| Exercise prompt |
Pick out all lines in the listing holding the string "eprintln" and copy them.

[[ Records shown, beginning ]]

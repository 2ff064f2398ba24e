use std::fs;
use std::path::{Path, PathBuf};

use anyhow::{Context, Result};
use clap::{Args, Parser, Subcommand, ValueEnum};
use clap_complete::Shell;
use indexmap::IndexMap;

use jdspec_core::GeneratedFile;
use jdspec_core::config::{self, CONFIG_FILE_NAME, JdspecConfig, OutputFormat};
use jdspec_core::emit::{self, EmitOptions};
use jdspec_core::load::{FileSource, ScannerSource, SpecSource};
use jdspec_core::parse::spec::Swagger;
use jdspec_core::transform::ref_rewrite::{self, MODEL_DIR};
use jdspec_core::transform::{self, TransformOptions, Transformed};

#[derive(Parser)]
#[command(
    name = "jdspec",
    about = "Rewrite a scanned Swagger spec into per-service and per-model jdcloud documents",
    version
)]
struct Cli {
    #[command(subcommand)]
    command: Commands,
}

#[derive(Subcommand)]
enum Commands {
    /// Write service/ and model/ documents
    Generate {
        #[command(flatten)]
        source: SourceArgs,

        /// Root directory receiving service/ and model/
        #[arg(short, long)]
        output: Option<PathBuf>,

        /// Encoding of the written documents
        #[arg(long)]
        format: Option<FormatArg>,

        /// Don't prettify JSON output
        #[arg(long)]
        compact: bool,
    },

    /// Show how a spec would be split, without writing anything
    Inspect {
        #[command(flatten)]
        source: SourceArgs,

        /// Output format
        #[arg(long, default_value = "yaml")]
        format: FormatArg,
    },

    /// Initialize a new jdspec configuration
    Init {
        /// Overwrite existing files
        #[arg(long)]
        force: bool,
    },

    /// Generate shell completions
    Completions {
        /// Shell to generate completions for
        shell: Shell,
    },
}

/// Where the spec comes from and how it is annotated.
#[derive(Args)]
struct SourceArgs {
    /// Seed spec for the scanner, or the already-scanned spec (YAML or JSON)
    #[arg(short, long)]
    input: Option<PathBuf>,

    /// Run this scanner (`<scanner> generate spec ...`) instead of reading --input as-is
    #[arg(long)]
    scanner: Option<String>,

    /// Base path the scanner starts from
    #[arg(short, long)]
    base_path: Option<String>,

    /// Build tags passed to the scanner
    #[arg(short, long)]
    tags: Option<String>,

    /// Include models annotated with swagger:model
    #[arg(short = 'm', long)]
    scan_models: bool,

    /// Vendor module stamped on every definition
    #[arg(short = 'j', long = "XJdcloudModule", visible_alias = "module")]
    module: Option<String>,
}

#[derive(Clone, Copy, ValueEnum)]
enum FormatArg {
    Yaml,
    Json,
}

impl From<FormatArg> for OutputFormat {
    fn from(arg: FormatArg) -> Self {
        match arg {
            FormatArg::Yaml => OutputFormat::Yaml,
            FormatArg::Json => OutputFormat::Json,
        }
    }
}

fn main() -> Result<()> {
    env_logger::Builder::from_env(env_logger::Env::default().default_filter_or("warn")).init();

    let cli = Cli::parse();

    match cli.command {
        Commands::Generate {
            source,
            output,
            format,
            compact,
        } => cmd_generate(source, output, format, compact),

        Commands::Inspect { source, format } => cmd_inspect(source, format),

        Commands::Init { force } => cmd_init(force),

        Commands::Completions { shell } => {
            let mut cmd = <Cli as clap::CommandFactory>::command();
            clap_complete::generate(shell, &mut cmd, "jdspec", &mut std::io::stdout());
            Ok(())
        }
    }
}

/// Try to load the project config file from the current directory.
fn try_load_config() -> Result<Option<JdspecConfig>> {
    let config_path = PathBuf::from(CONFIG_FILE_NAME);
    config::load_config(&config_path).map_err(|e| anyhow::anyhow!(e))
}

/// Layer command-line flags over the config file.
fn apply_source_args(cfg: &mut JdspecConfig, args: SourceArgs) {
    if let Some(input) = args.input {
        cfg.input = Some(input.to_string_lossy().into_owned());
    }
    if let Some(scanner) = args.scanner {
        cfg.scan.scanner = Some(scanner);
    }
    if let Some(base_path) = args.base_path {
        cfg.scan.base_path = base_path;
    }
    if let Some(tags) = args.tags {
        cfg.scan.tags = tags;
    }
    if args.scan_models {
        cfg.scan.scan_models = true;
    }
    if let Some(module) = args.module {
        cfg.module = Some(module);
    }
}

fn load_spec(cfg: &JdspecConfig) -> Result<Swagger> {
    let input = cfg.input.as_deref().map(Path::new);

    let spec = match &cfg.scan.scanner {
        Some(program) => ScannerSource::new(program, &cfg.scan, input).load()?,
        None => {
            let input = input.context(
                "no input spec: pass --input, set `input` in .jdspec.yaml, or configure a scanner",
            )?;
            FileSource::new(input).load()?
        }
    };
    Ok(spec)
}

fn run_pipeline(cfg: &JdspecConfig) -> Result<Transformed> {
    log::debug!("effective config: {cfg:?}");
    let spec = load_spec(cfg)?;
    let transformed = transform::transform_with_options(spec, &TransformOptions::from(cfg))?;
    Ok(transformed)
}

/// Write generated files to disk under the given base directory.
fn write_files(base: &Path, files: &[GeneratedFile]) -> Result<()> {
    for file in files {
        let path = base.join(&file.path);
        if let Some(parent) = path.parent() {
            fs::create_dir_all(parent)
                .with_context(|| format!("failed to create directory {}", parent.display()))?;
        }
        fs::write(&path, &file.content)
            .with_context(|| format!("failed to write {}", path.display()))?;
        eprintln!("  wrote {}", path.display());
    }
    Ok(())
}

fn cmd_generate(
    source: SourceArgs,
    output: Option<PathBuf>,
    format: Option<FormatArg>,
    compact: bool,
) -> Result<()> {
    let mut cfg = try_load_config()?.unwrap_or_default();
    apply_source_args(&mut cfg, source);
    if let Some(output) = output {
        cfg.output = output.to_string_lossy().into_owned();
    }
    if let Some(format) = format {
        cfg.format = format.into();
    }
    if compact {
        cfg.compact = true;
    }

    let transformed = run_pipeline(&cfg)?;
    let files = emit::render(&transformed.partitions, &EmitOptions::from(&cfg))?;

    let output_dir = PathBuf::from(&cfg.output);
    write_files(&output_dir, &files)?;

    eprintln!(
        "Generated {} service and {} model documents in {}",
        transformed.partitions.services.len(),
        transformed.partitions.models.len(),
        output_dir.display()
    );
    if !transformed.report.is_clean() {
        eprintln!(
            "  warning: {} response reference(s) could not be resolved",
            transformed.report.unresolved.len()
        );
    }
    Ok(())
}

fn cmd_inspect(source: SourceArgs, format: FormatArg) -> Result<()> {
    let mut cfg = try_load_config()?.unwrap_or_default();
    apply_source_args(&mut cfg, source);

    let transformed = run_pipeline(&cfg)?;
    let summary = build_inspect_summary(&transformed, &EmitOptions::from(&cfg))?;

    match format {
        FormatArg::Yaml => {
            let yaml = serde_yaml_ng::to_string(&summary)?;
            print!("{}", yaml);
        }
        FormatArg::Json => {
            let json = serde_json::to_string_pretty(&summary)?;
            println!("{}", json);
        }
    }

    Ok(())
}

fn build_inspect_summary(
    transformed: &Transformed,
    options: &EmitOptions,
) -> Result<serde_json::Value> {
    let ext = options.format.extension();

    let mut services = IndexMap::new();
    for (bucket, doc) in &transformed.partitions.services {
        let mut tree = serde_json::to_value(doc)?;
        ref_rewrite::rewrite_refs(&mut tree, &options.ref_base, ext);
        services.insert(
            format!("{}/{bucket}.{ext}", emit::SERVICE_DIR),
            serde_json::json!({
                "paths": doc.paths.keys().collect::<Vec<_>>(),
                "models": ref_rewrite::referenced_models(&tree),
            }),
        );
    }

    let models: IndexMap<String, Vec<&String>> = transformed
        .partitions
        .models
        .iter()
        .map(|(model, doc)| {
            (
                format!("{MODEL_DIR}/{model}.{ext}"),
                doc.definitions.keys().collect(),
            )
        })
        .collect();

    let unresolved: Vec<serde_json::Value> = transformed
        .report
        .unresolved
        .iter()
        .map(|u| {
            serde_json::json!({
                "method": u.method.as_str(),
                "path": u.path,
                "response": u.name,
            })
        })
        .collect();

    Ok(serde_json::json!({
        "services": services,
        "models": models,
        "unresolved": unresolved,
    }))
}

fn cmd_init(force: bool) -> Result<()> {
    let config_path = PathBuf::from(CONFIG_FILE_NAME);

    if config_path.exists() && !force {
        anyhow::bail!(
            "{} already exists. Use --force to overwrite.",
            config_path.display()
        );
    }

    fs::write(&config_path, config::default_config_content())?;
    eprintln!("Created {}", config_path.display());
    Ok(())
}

[[ Records shown, end ]]

| Solution to this task |
        eprintln!("  wrote {}", path.display());
    eprintln!(
        eprintln!(
    eprintln!("Created {}", config_path.display());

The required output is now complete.